-------- Records provided --------

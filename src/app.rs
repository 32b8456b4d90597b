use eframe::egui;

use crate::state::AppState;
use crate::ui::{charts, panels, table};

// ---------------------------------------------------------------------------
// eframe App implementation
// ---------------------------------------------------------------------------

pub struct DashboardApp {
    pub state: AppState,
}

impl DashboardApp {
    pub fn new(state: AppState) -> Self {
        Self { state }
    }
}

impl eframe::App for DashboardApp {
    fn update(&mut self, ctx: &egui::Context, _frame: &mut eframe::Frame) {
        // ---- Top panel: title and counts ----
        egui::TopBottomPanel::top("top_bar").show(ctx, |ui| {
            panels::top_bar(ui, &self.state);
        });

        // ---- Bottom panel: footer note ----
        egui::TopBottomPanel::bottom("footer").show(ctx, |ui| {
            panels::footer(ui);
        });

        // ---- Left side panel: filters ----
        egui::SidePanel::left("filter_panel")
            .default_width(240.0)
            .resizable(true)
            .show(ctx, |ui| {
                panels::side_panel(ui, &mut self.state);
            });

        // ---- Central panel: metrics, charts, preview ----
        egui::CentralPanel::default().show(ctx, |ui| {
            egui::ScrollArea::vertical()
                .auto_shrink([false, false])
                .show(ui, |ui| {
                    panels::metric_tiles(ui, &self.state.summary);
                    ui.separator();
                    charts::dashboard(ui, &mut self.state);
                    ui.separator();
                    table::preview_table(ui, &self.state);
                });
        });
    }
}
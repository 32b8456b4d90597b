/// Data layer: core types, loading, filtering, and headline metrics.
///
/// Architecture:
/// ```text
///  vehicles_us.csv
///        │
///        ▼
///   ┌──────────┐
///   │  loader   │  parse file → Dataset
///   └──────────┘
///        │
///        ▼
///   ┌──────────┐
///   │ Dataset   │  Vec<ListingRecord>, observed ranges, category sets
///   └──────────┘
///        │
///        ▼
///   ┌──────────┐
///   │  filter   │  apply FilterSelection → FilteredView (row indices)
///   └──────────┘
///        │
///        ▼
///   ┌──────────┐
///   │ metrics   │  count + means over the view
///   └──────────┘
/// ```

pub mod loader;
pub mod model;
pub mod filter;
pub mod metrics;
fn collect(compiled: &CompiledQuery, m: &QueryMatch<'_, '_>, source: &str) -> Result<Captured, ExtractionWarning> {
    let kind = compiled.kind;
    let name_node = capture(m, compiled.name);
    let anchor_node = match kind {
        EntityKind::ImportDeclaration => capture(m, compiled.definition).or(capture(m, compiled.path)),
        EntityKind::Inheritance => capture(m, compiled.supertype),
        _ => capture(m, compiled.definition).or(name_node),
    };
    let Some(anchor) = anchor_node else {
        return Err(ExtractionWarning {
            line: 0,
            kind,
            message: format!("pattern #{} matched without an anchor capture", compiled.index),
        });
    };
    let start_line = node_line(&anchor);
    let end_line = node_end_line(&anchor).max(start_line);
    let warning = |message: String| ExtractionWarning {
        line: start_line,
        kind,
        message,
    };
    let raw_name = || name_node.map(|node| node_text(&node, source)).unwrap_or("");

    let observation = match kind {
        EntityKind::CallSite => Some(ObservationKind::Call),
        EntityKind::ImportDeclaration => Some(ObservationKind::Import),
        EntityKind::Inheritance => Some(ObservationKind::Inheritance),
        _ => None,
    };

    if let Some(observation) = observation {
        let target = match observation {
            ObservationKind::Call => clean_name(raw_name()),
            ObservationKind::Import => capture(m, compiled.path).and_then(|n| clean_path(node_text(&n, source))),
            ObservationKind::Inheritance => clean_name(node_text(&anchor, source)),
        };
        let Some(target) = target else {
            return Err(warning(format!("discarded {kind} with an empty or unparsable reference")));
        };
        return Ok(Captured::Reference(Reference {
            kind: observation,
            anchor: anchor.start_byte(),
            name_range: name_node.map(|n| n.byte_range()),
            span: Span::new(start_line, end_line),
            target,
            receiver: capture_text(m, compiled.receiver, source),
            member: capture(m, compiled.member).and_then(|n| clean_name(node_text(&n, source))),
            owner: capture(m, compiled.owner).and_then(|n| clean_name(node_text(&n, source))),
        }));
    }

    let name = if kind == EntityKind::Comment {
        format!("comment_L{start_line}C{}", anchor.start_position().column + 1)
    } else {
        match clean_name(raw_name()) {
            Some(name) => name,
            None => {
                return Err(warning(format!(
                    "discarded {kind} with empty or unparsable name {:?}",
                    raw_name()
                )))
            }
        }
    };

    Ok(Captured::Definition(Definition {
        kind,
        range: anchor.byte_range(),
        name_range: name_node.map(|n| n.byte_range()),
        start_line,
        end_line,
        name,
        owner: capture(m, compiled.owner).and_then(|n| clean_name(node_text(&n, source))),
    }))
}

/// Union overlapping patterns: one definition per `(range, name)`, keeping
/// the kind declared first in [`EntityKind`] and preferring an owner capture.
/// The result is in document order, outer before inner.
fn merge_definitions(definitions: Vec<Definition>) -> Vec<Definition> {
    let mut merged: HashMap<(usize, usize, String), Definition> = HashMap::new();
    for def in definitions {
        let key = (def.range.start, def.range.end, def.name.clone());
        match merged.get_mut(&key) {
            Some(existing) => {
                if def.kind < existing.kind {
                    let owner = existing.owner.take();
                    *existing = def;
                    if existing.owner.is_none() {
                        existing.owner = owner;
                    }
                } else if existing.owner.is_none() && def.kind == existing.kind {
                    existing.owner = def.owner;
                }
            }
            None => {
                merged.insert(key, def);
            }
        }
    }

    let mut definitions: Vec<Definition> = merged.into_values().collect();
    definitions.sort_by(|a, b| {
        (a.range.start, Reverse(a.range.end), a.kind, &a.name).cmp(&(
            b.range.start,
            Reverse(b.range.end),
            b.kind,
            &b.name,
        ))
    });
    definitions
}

--------
-------- Records provided --------

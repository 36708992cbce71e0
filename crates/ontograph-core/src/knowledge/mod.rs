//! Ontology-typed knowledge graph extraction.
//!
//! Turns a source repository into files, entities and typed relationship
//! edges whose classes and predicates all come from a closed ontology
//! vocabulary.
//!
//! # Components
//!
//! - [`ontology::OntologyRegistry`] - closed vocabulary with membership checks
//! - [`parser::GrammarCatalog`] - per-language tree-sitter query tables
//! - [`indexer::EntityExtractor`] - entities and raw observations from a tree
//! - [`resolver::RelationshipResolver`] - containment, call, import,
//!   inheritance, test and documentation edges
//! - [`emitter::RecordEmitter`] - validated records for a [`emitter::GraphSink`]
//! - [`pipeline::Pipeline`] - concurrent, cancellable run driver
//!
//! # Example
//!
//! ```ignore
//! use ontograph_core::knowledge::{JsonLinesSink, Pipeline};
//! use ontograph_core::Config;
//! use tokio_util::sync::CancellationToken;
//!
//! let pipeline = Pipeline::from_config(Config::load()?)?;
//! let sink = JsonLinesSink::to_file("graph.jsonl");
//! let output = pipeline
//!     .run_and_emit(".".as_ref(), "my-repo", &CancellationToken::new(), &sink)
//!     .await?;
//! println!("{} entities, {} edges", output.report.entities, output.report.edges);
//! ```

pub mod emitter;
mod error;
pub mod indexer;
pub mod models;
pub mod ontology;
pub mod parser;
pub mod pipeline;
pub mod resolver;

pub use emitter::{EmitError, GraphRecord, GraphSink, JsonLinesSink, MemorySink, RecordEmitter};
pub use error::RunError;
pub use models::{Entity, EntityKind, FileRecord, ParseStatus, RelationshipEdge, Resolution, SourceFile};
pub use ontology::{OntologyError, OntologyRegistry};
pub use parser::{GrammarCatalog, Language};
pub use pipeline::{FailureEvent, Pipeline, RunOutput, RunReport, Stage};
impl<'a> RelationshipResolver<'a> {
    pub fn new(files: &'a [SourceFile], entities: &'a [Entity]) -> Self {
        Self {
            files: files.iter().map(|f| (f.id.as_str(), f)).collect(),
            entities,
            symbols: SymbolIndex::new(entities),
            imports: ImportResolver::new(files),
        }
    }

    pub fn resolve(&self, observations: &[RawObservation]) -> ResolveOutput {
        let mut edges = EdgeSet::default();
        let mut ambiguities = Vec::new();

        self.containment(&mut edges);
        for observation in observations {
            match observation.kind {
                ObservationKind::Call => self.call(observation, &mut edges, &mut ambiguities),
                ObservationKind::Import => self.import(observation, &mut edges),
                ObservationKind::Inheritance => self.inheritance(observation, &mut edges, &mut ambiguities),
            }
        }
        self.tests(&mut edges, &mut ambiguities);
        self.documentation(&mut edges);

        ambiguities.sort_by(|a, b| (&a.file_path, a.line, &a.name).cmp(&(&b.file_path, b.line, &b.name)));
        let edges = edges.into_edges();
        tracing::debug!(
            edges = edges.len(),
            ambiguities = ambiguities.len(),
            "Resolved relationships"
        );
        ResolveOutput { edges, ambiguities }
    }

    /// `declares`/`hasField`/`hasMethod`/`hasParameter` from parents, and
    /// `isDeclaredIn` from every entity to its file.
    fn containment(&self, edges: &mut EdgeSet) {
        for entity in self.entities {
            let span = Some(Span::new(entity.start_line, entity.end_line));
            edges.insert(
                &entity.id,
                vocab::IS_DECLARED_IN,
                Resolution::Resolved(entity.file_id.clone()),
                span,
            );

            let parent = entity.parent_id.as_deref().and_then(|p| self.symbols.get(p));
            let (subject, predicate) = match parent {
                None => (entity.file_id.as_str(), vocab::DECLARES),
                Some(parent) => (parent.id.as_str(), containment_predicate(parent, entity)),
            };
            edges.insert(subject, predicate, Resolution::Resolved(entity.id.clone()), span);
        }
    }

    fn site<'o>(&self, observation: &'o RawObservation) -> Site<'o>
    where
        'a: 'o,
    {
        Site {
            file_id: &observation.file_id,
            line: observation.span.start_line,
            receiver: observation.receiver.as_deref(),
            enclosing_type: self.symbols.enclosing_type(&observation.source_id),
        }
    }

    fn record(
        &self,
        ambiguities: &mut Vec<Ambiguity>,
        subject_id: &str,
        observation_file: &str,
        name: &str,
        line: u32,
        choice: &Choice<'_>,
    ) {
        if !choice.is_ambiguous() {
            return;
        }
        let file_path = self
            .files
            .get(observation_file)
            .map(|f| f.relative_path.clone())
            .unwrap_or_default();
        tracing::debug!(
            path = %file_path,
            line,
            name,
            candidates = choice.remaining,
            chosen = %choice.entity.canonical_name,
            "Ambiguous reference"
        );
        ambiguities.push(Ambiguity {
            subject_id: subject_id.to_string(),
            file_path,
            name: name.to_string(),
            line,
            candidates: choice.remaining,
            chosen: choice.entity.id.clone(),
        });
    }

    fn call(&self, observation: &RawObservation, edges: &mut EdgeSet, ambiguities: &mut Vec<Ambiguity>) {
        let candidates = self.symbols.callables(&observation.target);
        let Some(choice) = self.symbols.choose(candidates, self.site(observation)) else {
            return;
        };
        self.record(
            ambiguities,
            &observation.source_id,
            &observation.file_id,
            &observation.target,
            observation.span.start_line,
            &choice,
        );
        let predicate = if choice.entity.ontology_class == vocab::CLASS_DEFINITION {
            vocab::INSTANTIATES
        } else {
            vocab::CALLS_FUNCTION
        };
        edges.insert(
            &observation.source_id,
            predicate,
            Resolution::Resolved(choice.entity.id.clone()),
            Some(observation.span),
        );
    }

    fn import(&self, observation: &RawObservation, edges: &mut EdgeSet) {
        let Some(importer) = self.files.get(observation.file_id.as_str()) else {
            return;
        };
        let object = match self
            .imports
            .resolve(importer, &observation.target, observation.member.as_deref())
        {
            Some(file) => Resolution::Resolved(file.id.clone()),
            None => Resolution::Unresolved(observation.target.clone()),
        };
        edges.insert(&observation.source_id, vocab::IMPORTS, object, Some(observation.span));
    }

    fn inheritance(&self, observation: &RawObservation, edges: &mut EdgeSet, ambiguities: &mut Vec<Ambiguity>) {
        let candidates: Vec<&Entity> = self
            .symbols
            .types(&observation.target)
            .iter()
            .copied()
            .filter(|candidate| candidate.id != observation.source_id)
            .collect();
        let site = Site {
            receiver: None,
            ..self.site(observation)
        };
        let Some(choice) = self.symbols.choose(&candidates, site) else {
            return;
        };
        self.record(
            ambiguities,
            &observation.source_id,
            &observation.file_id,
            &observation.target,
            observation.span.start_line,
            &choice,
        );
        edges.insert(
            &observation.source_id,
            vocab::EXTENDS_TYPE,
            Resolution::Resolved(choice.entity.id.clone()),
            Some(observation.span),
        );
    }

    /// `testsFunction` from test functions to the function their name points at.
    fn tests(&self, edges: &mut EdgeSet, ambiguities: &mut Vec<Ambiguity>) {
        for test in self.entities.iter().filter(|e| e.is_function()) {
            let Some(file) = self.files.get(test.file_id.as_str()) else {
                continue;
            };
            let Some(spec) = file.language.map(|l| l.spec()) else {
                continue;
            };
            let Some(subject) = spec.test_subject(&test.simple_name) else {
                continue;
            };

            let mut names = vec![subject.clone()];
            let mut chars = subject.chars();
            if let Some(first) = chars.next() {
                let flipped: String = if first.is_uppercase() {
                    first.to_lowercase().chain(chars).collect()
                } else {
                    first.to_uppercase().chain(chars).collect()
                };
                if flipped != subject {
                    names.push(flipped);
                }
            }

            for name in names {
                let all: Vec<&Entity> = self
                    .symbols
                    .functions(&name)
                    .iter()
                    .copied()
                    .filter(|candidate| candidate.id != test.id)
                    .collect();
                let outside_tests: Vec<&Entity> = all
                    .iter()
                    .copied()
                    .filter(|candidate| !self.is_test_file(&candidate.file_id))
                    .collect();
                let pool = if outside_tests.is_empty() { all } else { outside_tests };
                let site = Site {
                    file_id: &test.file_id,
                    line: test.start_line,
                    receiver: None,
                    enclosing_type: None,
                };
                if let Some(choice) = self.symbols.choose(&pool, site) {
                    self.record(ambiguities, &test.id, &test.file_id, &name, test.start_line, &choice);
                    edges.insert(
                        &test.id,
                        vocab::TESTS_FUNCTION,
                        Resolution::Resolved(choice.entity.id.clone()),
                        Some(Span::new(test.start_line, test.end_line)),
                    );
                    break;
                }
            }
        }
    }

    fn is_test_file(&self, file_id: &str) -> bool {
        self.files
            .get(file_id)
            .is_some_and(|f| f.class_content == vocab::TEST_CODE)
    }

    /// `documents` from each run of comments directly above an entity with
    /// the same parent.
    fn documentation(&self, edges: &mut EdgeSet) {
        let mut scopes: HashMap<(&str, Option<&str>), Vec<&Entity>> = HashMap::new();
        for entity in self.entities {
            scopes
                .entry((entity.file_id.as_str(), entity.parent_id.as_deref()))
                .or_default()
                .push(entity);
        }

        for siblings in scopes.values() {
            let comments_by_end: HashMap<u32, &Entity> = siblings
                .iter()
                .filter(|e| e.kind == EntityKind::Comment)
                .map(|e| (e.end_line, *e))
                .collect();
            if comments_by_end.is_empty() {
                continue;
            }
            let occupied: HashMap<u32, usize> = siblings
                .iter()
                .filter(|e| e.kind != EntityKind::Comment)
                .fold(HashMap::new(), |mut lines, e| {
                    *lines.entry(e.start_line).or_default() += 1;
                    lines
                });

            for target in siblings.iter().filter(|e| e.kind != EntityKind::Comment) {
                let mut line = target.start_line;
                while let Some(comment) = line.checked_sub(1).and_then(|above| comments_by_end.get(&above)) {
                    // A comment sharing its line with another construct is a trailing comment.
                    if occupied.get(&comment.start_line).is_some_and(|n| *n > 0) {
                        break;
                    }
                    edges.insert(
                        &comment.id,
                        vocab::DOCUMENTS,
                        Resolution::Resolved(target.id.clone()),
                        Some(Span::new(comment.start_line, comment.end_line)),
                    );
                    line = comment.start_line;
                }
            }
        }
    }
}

--------
-------- Records provided --------

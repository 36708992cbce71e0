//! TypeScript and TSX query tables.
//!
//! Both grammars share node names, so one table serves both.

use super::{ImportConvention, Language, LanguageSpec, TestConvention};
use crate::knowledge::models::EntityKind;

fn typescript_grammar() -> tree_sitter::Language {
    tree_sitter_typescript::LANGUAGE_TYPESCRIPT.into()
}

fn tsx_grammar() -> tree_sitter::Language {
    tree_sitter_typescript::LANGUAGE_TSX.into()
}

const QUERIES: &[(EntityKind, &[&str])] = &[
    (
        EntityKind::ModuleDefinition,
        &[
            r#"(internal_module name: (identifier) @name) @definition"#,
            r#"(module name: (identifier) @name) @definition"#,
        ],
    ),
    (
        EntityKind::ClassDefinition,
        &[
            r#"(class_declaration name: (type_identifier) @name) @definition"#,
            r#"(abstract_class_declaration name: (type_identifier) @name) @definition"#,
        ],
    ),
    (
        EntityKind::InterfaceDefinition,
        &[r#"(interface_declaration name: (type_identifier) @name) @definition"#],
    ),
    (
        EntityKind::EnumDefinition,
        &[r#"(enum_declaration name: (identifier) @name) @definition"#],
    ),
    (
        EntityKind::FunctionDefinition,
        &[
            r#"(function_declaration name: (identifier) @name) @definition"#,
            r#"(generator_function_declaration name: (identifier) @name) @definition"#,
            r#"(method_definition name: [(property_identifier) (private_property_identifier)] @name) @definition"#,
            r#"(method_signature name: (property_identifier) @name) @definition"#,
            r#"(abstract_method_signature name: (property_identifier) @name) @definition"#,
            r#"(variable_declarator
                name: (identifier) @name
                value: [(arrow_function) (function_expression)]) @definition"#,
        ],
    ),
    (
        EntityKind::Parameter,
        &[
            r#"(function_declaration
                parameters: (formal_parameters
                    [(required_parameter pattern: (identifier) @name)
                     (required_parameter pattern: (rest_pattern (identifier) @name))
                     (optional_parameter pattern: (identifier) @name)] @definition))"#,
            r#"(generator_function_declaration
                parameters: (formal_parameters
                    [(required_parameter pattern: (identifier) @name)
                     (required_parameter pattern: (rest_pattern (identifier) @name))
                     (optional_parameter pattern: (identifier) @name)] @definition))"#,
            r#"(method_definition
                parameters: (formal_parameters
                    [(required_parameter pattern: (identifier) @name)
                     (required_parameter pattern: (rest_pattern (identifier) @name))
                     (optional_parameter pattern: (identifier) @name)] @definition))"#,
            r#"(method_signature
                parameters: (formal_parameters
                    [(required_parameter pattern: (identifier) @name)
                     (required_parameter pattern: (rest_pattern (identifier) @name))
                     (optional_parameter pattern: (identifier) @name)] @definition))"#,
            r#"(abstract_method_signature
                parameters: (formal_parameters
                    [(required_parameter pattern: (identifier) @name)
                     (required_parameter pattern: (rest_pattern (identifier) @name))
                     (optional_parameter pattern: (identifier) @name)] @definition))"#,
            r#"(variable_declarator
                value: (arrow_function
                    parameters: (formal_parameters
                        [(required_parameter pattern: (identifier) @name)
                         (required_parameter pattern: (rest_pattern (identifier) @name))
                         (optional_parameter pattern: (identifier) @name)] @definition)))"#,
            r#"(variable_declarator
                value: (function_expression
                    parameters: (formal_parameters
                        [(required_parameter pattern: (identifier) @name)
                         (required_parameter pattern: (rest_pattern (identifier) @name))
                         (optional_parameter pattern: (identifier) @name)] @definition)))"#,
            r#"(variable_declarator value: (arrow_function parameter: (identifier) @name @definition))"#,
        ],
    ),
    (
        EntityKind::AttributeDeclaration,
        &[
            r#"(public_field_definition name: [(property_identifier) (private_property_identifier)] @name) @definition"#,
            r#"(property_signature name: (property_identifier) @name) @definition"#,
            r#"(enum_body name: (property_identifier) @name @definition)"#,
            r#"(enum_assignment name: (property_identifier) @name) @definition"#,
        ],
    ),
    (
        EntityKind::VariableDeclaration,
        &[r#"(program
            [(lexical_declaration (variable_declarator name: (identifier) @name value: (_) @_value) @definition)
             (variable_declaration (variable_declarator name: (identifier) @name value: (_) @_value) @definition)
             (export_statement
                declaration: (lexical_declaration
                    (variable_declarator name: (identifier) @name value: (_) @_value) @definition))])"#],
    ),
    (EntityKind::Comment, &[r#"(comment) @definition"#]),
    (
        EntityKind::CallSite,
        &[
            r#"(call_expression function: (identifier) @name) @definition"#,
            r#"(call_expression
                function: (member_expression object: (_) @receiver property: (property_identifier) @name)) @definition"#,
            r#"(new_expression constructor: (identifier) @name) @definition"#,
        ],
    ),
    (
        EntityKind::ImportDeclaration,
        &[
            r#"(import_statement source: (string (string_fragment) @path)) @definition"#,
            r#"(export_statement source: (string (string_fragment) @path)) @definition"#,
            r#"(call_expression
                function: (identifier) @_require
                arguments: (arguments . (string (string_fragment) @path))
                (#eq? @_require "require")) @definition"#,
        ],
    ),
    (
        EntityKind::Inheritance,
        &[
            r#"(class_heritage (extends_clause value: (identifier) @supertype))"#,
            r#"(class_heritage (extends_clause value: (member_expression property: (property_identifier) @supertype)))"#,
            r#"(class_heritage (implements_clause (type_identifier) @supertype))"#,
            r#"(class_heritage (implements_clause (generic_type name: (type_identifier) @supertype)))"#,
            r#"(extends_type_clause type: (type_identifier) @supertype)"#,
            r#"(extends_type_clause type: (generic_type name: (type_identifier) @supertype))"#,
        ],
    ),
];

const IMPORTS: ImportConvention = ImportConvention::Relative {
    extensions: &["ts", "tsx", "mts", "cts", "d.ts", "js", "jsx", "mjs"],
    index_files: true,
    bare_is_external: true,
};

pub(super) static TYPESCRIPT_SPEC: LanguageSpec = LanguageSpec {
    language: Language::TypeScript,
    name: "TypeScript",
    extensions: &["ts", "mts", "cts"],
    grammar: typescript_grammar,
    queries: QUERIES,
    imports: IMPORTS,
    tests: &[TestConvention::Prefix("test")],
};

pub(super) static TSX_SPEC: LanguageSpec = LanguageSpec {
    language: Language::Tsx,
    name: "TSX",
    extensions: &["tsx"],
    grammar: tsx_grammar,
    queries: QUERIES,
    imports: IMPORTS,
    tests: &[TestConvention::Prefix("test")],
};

--------

To do ::
Copy every line where the word "footer" is present in the entries above.

Written reply ::
        // ---- Bottom panel: footer note ----
        egui::TopBottomPanel::bottom("footer").show(ctx, |ui| {
            panels::footer(ui);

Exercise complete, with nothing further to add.